TASK STATEMENT: Search the records for the word "directory" and copy each line in which it appears.

PROVIDED ENTRIES section start

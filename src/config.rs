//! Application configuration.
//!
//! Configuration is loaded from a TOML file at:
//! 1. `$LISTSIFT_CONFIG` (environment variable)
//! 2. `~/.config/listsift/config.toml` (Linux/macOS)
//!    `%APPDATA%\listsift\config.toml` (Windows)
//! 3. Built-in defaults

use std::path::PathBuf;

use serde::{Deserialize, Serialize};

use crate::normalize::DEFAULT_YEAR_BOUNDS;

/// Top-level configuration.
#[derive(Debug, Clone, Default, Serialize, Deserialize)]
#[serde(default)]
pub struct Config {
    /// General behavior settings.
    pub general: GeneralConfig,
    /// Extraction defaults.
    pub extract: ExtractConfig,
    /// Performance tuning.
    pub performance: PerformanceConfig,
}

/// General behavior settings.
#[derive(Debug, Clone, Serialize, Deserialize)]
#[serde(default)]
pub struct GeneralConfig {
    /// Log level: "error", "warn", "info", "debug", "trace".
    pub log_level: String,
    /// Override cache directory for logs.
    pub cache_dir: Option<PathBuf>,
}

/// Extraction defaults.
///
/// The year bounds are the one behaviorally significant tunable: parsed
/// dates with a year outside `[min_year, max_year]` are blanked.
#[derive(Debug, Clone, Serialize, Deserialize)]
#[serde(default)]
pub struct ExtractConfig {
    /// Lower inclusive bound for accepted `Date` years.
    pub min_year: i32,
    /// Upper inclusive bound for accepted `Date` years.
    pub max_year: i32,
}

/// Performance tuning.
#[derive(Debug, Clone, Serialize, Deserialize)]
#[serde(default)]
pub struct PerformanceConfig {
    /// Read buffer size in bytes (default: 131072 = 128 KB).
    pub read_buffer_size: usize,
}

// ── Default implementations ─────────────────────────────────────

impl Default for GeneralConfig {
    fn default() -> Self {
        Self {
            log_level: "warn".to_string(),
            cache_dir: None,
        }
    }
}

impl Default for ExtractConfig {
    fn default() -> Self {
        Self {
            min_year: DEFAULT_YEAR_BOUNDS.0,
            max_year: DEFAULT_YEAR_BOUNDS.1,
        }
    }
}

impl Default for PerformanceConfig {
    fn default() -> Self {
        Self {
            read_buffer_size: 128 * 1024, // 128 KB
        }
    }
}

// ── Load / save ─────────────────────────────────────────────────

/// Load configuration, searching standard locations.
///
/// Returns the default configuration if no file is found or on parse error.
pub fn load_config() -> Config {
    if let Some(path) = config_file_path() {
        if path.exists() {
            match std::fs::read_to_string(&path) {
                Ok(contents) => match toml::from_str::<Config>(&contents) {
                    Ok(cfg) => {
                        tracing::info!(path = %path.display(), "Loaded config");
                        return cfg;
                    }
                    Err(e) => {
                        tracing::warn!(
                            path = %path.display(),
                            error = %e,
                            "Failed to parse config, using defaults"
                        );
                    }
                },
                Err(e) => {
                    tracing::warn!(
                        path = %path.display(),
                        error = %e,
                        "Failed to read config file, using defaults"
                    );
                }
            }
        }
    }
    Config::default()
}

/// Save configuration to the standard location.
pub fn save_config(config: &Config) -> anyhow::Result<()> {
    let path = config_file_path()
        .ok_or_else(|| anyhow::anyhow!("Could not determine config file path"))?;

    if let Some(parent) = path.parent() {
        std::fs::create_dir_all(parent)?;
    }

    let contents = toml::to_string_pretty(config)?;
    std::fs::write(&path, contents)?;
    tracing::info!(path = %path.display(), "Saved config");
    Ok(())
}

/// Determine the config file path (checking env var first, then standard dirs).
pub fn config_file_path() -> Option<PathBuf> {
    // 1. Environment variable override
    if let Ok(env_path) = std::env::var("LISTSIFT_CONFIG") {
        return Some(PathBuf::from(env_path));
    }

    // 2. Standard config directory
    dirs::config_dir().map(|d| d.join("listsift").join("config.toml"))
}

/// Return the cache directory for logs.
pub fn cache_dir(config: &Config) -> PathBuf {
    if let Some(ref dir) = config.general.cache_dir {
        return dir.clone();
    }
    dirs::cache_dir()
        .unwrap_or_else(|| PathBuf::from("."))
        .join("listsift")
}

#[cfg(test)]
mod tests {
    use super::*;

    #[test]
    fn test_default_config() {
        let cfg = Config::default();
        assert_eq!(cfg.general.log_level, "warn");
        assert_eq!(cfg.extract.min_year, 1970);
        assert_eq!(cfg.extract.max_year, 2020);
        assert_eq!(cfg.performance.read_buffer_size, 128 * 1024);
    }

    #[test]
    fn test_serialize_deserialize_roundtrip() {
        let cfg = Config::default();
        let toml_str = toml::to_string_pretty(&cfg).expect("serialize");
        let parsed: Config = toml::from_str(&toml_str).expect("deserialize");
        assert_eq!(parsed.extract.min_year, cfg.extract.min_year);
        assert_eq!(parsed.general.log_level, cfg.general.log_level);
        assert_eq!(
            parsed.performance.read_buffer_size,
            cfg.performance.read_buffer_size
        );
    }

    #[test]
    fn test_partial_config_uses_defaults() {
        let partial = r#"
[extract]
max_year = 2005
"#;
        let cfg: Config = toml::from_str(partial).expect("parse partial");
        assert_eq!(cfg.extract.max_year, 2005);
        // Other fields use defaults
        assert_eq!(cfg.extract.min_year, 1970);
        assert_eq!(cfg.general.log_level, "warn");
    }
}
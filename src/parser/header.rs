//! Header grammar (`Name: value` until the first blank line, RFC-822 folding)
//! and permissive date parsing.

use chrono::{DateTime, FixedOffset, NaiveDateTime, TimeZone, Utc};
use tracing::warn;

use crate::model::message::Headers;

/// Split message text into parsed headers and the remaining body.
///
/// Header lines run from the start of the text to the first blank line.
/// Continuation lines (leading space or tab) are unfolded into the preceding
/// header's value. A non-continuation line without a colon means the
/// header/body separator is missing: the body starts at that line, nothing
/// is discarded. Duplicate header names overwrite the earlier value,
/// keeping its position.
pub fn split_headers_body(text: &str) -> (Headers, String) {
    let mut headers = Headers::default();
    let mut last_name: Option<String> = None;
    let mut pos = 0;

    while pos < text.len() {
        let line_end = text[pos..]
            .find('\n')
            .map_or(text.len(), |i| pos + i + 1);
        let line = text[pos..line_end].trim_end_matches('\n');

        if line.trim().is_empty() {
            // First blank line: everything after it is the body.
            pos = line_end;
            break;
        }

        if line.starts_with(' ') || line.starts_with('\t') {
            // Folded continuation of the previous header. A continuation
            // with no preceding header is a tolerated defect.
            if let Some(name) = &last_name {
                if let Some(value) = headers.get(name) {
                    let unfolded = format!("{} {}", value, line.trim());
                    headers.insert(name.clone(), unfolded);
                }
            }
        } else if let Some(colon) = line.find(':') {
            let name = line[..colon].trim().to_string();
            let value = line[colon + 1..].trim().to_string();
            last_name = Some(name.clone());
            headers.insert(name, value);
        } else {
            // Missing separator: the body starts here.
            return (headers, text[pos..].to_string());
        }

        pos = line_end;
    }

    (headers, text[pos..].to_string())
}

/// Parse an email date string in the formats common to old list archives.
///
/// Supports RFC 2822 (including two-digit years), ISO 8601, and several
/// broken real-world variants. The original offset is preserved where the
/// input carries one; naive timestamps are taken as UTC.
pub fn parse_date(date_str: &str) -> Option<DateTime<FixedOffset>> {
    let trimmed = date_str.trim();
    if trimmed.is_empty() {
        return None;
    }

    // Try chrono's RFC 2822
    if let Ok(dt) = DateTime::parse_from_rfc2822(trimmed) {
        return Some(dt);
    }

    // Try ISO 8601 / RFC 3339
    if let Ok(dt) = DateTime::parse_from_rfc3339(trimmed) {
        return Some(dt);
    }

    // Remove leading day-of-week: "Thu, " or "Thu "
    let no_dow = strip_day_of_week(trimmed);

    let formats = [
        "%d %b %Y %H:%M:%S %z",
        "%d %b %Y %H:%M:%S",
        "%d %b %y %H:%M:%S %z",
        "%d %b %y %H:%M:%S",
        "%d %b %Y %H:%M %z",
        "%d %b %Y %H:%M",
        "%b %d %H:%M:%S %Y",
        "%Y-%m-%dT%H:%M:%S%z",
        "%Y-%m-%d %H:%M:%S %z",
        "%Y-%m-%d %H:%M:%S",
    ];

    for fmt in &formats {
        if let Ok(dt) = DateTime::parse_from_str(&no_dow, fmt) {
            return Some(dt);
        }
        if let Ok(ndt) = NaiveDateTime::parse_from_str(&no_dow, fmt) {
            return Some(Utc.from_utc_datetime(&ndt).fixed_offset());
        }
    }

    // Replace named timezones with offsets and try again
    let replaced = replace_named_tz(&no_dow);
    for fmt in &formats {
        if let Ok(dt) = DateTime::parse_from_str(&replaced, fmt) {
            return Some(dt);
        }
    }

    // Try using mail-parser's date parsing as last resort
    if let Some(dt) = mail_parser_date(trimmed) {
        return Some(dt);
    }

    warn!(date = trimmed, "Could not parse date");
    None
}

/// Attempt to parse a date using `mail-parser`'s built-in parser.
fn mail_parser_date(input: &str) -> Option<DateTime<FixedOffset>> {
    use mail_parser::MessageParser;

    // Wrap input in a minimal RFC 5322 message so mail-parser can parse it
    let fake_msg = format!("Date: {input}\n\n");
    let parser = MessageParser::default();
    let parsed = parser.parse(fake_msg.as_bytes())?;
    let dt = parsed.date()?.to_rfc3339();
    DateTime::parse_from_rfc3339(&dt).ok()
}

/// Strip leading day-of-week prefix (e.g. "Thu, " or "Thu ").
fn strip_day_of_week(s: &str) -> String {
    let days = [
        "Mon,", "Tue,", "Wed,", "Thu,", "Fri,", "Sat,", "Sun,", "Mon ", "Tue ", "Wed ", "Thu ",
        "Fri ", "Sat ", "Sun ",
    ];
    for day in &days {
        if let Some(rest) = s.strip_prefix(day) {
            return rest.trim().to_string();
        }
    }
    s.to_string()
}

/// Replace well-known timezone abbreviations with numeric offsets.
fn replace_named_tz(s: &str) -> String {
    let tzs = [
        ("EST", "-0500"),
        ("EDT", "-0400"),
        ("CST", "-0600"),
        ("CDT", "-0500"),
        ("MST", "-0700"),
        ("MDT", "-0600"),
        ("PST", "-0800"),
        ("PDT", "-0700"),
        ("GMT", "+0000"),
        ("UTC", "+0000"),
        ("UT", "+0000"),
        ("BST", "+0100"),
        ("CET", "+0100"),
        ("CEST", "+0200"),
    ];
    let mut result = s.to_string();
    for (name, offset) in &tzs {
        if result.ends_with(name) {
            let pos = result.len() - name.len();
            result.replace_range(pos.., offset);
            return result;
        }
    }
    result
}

PROVIDED ENTRIES section end

FINAL ANSWER:
    /// Override cache directory for logs.
    // 2. Standard config directory
/// Return the cache directory for logs.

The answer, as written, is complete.